My code is as described below.

##################################### cvtcolor #########################

start_color = std::chrono::steady_clock::now();
for (int k = 0; k < 10000; k++)
{

	cv::cvtColor(im1, im1_, CV_BGR2GRAY, 1);
	cv::cvtColor(im2, im2_, CV_BGR2GRAY, 1);	
}

stop_color = std::chrono::steady_clock::now();
std::chrono::duration<float> time_interval = stop_color - start_color;
t = 1000*time_interval.count();
	std::cout << "run time for " << "cv::cvtColor" << " = " << (t/20000) << " milli sec" << std::endl; 

################################ cuda::cvtcolor #########################

start_colorcuda = std::chrono::steady_clock::now();
for (int k = 0; k < 10000; k++)
{
	
	cuda::cvtColor(im1_gpu, im1_gpu_, CV_BGR2GRAY, 1);
	cuda::cvtColor(im2_gpu, im2_gpu_, CV_BGR2GRAY, 1);
	
}

stop_colorcuda = std::chrono::steady_clock::now();
std::chrono::duration<float> time_interval_cu = stop_colorcuda - start_colorcuda;
t_cu = 1000*time_interval_cu.count();
	std::cout << "run time for " << "cuda::cvtColor" << " = " << (t_cu/20000) << " milli sec" << std::endl; 

####################################### threshold #########################

start_threshold = std::chrono::steady_clock::now();
for (int k = 0; k < 10000; k++)
{
	
	threshold(im1_, th1, 0, 1, THRESH_BINARY );
	threshold(im2_, th2, 0, 1, THRESH_BINARY);
	
	
}
stop_threshold = std::chrono::steady_clock::now();
std::chrono::duration<float> time_th = stop_threshold - start_threshold;
t_th = 1000*time_th.count();
	std::cout << "run time for " << "threshold" << " = " << (t_th/20000) << " milli sec" << std::endl; 

#################################### cuda::threshold #########################

start_threshcuda = std::chrono::steady_clock::now();
for (int k = 0; k < 10000; k++)
{
	
	cuda::threshold(im1_gpu_,th1_gpu,0, 1,  THRESH_BINARY);
	cuda::threshold(im2_gpu_,th2_gpu,0, 1, THRESH_BINARY);
	
}

stop_threshcuda = std::chrono::steady_clock::now();
std::chrono::duration<float> time_thcu = stop_threshcuda - start_threshcuda;
t_thcu = 1000*time_thcu.count();
	std::cout << "run time for " << "cuda::threshold" << " = " << (t_thcu/20000) << " milli sec" << std::endl; 

And the results are attached as shown below:

run time for cv::cvtColor = 0.143568 milli sec
run time for cuda::cvtColor = 0.097032 milli sec
run time for threshold = 0.0138205 milli sec
run time for cuda::threshold = 0.0794818 milli sec

This very specific question would be best answered by OpenCV developers, as they know the details of their implementation best.

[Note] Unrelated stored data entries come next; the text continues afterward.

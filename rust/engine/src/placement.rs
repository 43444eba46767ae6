// This Source Code Form is subject to the terms of the Mozilla Public
// License, v. 2.0. If a copy of the MPL was not distributed with this
// file, You can obtain one at https://mozilla.org/MPL/2.0/.

//! Part placement: corner, gable, align, spread, and replacement parts.
//!
//! Produces world-space placement transforms for every part instance of a
//! draw pass. Spread parts fill a segment's usable span at a margin-aware
//! spacing; replacement parts consume slots of an align/spread part and
//! inherit or interpolate the covered transforms.

use crate::building::{Building, Side};
use crate::error::{Error, Result};
use crate::segment::{ResolvedPath, Segment};
use crate::template::{
    AlignAnchor, PartKind, SolidTag, SpreadCount, SpreadRounding, Template,
};
use rustc_hash::FxHashMap;
use townrow_kernel::transform::{frame_axes, frame_from_origin_x, midpoint_transform, skew_axes};
use townrow_kernel::{Matrix4, Vector3, UP};

/// One placed part instance.
#[derive(Debug, Clone)]
pub struct PlacedPart {
    pub part_name: String,
    /// World-space placement.
    pub transform: Matrix4<f64>,
    /// Index of the hosting segment.
    pub segment: usize,
    /// Slot index for align/spread instances, targetable by replacements.
    pub slot: Option<usize>,
    pub solid_tag: Option<SolidTag>,
}

/// Computes all part placements for the resolved path.
pub fn place_parts(
    template: &Template,
    building: &Building,
    resolved: &ResolvedPath,
) -> Result<Vec<PlacedPart>> {
    let segments = &resolved.segments;
    let mut placed = Vec::new();

    place_gables(template, building, segments, &mut placed);
    place_corners(template, building, segments, &mut placed);

    // Slot-bearing parts, keyed for replacement resolution
    let mut slots: FxHashMap<(String, usize), Vec<PlacedPart>> = FxHashMap::default();
    for part in &template.parts {
        match &part.kind {
            PartKind::Align(anchor) => {
                for seg in segments {
                    let x = align_x(*anchor, seg.length);
                    slots
                        .entry((part.name.clone(), seg.index))
                        .or_default()
                        .push(PlacedPart {
                            part_name: part.name.clone(),
                            transform: seg.frame * translation_x(x),
                            segment: seg.index,
                            slot: Some(0),
                            solid_tag: part.solid_tag,
                        });
                }
            }
            PartKind::Spread {
                count,
                margin_left,
                margin_right,
                allow_overflow,
            } => {
                for seg in segments {
                    let instances = place_spread(
                        template,
                        building,
                        segments.len(),
                        seg,
                        &part.name,
                        part.solid_tag,
                        *count,
                        (*margin_left, *margin_right),
                        *allow_overflow,
                        part_extent(template, &part.name),
                    )?;
                    slots
                        .entry((part.name.clone(), seg.index))
                        .or_default()
                        .extend(instances);
                }
            }
            PartKind::None if part.solid_tag.is_some() => {
                // Solid-only parts ride along with every segment volume
                for seg in segments {
                    placed.push(PlacedPart {
                        part_name: part.name.clone(),
                        transform: seg.frame,
                        segment: seg.index,
                        slot: None,
                        solid_tag: part.solid_tag,
                    });
                }
            }
            _ => {}
        }
    }

    resolve_replacements(template, building, &mut slots, &mut placed);

    for (_, instances) in slots {
        placed.extend(instances);
    }

    Ok(placed)
}

fn translation_x(x: f64) -> Matrix4<f64> {
    Matrix4::new_translation(&Vector3::new(x, 0.0, 0.0))
}

fn align_x(anchor: AlignAnchor, length: f64) -> f64 {
    match anchor {
        AlignAnchor::Left => 0.0,
        AlignAnchor::Right => length,
        AlignAnchor::Center => length * 0.5,
        AlignAnchor::Percent(p) => length * p.clamp(0.0, 1.0),
    }
}

/// X extent of a part's body, for the boundary acceptance filter.
fn part_extent(template: &Template, name: &str) -> (f64, f64) {
    template
        .part(name)
        .map(|p| {
            if p.body.is_empty() {
                (0.0, 0.0)
            } else {
                let (min, max) = p.body.bounds();
                (min.x, max.x)
            }
        })
        .unwrap_or((0.0, 0.0))
}

fn place_gables(
    template: &Template,
    building: &Building,
    segments: &[Segment],
    placed: &mut Vec<PlacedPart>,
) {
    let Some(first) = segments.first() else {
        return;
    };
    let last = segments.last().unwrap_or(first);

    // Gable frames: local Y follows the end tangent (so gables skew with
    // end-angle rotation), local X stays on the transverse axis
    let ends = [
        (Side::Left, first, first.left, first.tangent_left),
        (Side::Right, last, last.right, last.tangent_right),
    ];
    for (side, seg, origin, tangent) in ends {
        let Some(name) = building.gable_part(side) else {
            continue;
        };
        let Some(part) = template.part(name) else {
            tracing::warn!(part = name, "gable part missing from template, skipped");
            continue;
        };
        let transverse = UP.cross(&seg.chord_dir());
        placed.push(PlacedPart {
            part_name: name.to_string(),
            transform: frame_axes(origin, transverse, tangent, UP),
            segment: seg.index,
            slot: None,
            solid_tag: part.solid_tag,
        });
    }
}

fn place_corners(
    template: &Template,
    building: &Building,
    segments: &[Segment],
    placed: &mut Vec<PlacedPart>,
) {
    let n = segments.len();
    for corner in 0..=n {
        // The final path corner rides on the last segment's right end
        let (seg, at_right) = if corner < n {
            (&segments[corner], false)
        } else {
            (&segments[n - 1], true)
        };
        let (origin, tangent, adjacent) = if at_right {
            (seg.right, seg.tangent_right, seg.adjacent_dir_right)
        } else {
            (seg.left, seg.tangent_left, seg.adjacent_dir_left)
        };

        for name in building.corner_parts_at(corner) {
            let Some(part) = template.part(name) else {
                tracing::warn!(part = name, "corner part missing from template, skipped");
                continue;
            };
            let PartKind::Corner { mode, .. } = part.kind else {
                continue;
            };

            use crate::template::CornerMode;
            let transform = match (mode, adjacent) {
                // Skewed leans toward the adjacent wall; at building ends
                // there is no adjacent wall and bisector alignment applies
                (CornerMode::Skewed, Some(adj)) => skew_axes(origin, seg.chord_dir(), adj),
                _ => frame_from_origin_x(origin, tangent),
            };
            placed.push(PlacedPart {
                part_name: name.to_string(),
                transform,
                segment: seg.index,
                slot: None,
                solid_tag: part.solid_tag,
            });
        }
    }
}

/// Effective facade margin for one segment side: the caller's explicit
/// margin when set, otherwise the auto-suggested one (§ corner/gable part
/// margins), otherwise the part's own default.
fn effective_margin(
    template: &Template,
    building: &Building,
    segment_count: usize,
    segment: usize,
    side: Side,
    part_default: f64,
) -> f64 {
    if let Some(explicit) = building.margin(segment, side) {
        return explicit;
    }
    let suggested = suggested_margin(template, building, segment_count, segment, side);
    if suggested > 0.0 {
        suggested
    } else {
        part_default
    }
}

/// Auto-suggested facade margin: the maximum configured margin among the
/// corner/gable parts used adjacent to the given segment side.
pub fn suggested_margin(
    template: &Template,
    building: &Building,
    segment_count: usize,
    segment: usize,
    side: Side,
) -> f64 {
    let corner = match side {
        Side::Left => segment,
        Side::Right => segment + 1,
    };

    let mut margin: f64 = 0.0;
    for name in building.corner_parts_at(corner) {
        if let Some(part) = template.part(name) {
            margin = margin.max(part.margin);
        }
    }

    let is_end = (side == Side::Left && segment == 0)
        || (side == Side::Right && segment + 1 == segment_count);
    if is_end {
        if let Some(name) = building.gable_part(side) {
            if let Some(part) = template.part(name) {
                margin = margin.max(part.margin);
            }
        }
    }

    margin
}

fn spread_count(raw: f64, rounding: SpreadRounding) -> usize {
    match rounding {
        SpreadRounding::Nearest => (raw.round() as i64).max(1) as usize,
        SpreadRounding::ForceOdd => {
            let lower = {
                let f = raw.floor() as i64;
                if f % 2 == 0 { f - 1 } else { f }
            };
            let upper = lower + 2;
            let pick = if (raw - lower as f64) <= (upper as f64 - raw) {
                lower
            } else {
                upper
            };
            pick.max(1) as usize
        }
        SpreadRounding::ForceEven => {
            let lower = {
                let f = raw.floor() as i64;
                if f % 2 == 0 { f } else { f - 1 }
            };
            let upper = lower + 2;
            let pick = if (raw - lower as f64) <= (upper as f64 - raw) {
                lower
            } else {
                upper
            };
            pick.max(2) as usize
        }
    }
}

#[allow(clippy::too_many_arguments)]
fn place_spread(
    template: &Template,
    building: &Building,
    segment_count: usize,
    seg: &Segment,
    part_name: &str,
    solid_tag: Option<SolidTag>,
    count: SpreadCount,
    part_margins: (f64, f64),
    allow_overflow: bool,
    body_extent: (f64, f64),
) -> Result<Vec<PlacedPart>> {
    let margin_left = effective_margin(
        template,
        building,
        segment_count,
        seg.index,
        Side::Left,
        part_margins.0,
    );
    let margin_right = effective_margin(
        template,
        building,
        segment_count,
        seg.index,
        Side::Right,
        part_margins.1,
    );

    let span = seg.length - margin_left - margin_right;
    if span <= 0.0 {
        tracing::warn!(
            segment = seg.index,
            part = part_name,
            "margins consume the whole segment, no spread instances"
        );
        return Ok(Vec::new());
    }

    let n = match count {
        SpreadCount::Fixed(n) => n,
        SpreadCount::Interval { interval, rounding } => {
            if interval <= 0.0 {
                return Err(Error::InvalidSpread {
                    part: part_name.to_string(),
                    segment: seg.index,
                    detail: format!("non-positive interval {interval}"),
                });
            }
            spread_count(span / interval, rounding)
        }
    };
    if n == 0 {
        return Ok(Vec::new());
    }

    let spacing = span / n as f64;
    let (lo, hi) = seg.usable_range();
    let mut instances = Vec::with_capacity(n);

    for k in 0..n {
        let x = margin_left + (k as f64 + 0.5) * spacing;

        // Hard acceptance filter: an instance whose body would cross a
        // segment boundary or cut plane is dropped, not clamped
        if !allow_overflow {
            let (bmin, bmax) = body_extent;
            if x + bmin < lo - 1e-9 || x + bmax > hi + 1e-9 {
                continue;
            }
        }

        instances.push(PlacedPart {
            part_name: part_name.to_string(),
            transform: seg.frame * translation_x(x),
            segment: seg.index,
            slot: Some(k),
            solid_tag,
        });
    }

    Ok(instances)
}

/// Applies the building's replacement assignments to the slotted instances.
fn resolve_replacements(
    template: &Template,
    building: &Building,
    slots: &mut FxHashMap<(String, usize), Vec<PlacedPart>>,
    placed: &mut Vec<PlacedPart>,
) {
    // Deterministic order regardless of map iteration
    let mut assignments: Vec<(&(String, usize, usize), &Option<String>)> =
        building.replacements().iter().collect();
    assignments.sort_by(|a, b| a.0.cmp(b.0));

    for ((part_name, segment, slot), replacement) in assignments {
        let Some(instances) = slots.get_mut(&(part_name.clone(), *segment)) else {
            continue;
        };

        let (name, slot_count) = match replacement {
            // Explicit "none": the covered slot disappears without a stand-in
            None => {
                instances.retain(|p| p.slot != Some(*slot));
                continue;
            }
            Some(name) => match template.part(name) {
                Some(part) => match &part.kind {
                    PartKind::Replacement { slots, .. } => (name, (*slots).max(1)),
                    _ => {
                        tracing::warn!(
                            part = name.as_str(),
                            "replacement target is not a replacement part, skipped"
                        );
                        continue;
                    }
                },
                None => {
                    tracing::warn!(
                        part = name.as_str(),
                        "unknown replacement part, skipped"
                    );
                    continue;
                }
            },
        };

        let covered: Vec<Matrix4<f64>> = instances
            .iter()
            .filter(|p| {
                p.slot
                    .map(|s| s >= *slot && s < *slot + slot_count)
                    .unwrap_or(false)
            })
            .map(|p| p.transform)
            .collect();
        if covered.is_empty() {
            continue;
        }

        let transform = if covered.len() == 1 {
            covered[0]
        } else {
            midpoint_transform(&covered[0], &covered[covered.len() - 1])
        };

        instances.retain(|p| {
            p.slot
                .map(|s| s < *slot || s >= *slot + slot_count)
                .unwrap_or(true)
        });

        let solid_tag = template.part(name).and_then(|p| p.solid_tag);
        placed.push(PlacedPart {
            part_name: name.clone(),
            transform,
            segment: *segment,
            slot: None,
            solid_tag,
        });
    }
}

There’s an opencv-users mailing list as a Yahoo! Groups (opencv@yahoogroups.com)

And sourceforge hosts the opencvlibrary-devel mailing list ( opencvlibrary-devel List Signup and Options )

Also, when unsure about aspects of speed, there’s the nVidia Visual Profiler (nvvp) as well as the nSight Visual C++ profiler (or the nSight Eclipse edition). These tools can tell you what’s going on on a microsecond timeline, and with a graphical user interface. Transporting data (especially image data) to the GPU and back is often a bottleneck.